Data for this task
======

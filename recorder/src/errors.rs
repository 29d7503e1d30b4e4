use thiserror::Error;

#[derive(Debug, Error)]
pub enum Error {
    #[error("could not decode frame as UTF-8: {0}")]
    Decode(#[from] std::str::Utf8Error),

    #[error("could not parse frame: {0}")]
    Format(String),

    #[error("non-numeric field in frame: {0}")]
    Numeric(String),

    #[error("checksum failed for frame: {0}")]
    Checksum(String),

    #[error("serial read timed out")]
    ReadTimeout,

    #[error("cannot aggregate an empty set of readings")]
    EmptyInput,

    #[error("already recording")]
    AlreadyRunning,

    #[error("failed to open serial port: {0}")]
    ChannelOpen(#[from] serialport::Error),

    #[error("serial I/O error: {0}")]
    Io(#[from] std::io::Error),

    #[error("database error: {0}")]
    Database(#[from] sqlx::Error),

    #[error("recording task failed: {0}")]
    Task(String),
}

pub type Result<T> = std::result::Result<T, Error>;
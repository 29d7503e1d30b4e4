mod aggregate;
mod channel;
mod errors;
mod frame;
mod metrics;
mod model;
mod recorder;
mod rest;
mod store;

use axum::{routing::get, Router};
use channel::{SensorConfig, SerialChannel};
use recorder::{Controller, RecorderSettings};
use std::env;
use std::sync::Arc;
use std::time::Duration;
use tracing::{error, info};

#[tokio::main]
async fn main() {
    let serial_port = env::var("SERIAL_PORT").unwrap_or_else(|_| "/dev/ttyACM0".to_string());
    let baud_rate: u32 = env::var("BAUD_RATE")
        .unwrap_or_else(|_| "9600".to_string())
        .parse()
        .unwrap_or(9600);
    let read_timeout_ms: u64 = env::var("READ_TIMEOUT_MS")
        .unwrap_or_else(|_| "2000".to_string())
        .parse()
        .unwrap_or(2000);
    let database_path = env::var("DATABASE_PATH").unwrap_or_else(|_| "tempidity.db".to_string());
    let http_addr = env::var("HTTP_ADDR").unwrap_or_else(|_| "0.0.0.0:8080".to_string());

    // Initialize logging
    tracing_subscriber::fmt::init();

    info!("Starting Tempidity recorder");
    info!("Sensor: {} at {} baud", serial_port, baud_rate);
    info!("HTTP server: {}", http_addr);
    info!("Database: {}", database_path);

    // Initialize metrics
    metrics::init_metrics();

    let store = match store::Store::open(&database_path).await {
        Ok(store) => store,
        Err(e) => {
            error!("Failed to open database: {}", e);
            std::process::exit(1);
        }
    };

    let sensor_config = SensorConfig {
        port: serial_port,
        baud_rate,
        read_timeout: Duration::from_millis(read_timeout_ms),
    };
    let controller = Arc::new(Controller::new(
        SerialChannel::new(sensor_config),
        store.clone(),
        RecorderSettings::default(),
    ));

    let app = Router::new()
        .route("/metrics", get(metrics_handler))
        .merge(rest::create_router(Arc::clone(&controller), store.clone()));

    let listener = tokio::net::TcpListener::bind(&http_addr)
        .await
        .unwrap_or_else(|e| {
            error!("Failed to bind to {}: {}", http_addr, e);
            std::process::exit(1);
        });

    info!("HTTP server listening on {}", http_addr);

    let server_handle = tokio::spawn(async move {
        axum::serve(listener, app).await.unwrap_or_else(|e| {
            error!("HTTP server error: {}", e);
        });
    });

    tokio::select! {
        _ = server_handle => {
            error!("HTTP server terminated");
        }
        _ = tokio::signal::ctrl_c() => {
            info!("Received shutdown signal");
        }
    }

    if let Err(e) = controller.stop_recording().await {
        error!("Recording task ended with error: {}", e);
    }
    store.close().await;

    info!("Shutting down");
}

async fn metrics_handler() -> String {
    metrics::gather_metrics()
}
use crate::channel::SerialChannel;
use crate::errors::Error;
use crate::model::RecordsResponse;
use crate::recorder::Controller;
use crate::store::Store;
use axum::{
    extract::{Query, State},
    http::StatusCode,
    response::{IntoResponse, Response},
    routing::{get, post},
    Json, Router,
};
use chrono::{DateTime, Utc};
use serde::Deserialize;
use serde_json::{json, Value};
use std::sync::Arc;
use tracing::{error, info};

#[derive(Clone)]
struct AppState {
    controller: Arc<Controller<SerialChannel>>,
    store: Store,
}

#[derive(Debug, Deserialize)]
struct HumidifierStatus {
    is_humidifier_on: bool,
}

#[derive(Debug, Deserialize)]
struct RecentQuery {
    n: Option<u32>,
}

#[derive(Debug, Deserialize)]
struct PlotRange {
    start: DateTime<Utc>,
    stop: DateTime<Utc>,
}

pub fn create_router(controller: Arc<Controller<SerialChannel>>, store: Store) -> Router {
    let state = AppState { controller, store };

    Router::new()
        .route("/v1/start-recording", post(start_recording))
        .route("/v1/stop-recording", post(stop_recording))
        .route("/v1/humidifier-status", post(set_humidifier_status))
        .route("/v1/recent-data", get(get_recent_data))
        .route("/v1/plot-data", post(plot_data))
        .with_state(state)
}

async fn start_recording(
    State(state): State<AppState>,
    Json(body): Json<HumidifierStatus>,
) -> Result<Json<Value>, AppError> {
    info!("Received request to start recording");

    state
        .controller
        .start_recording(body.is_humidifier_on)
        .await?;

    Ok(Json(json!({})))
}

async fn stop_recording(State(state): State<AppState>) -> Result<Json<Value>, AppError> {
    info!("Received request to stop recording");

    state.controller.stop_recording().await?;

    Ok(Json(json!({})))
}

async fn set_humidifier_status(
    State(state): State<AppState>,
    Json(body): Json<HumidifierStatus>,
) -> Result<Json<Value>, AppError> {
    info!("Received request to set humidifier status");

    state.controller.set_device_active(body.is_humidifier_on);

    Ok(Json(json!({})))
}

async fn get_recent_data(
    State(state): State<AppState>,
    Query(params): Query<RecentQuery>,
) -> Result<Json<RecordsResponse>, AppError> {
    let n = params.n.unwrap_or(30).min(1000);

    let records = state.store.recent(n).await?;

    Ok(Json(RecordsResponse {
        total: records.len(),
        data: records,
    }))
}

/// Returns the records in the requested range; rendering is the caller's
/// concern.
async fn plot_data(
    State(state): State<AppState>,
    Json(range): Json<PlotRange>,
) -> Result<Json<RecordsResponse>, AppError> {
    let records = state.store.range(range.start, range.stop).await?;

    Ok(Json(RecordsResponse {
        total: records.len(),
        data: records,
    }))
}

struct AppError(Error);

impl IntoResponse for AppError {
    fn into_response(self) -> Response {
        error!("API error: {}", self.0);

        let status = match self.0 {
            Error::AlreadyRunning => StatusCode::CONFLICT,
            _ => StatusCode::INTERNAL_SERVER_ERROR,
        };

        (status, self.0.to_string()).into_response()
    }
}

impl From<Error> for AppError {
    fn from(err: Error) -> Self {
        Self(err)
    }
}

======

What you need to do
What you return should be the lines from the beginning of the records through the one that contains "mod metrics;", repeated exactly and with no additions.

Final answer
filename recorder/src/errors.rs
repository 29d7503e1d30b4e4
use thiserror::Error;

#[derive(Debug, Error)]
pub enum Error {
    #[error("could not decode frame as UTF-8: {0}")]
    Decode(#[from] std::str::Utf8Error),

    #[error("could not parse frame: {0}")]
    Format(String),

    #[error("non-numeric field in frame: {0}")]
    Numeric(String),

    #[error("checksum failed for frame: {0}")]
    Checksum(String),

    #[error("serial read timed out")]
    ReadTimeout,

    #[error("cannot aggregate an empty set of readings")]
    EmptyInput,

    #[error("already recording")]
    AlreadyRunning,

    #[error("failed to open serial port: {0}")]
    ChannelOpen(#[from] serialport::Error),

    #[error("serial I/O error: {0}")]
    Io(#[from] std::io::Error),

    #[error("database error: {0}")]
    Database(#[from] sqlx::Error),

    #[error("recording task failed: {0}")]
    Task(String),
}

pub type Result<T> = std::result::Result<T, Error>;
repository 29d7503e1d30b4e4
mod aggregate;
mod channel;
mod errors;
mod frame;
mod metrics;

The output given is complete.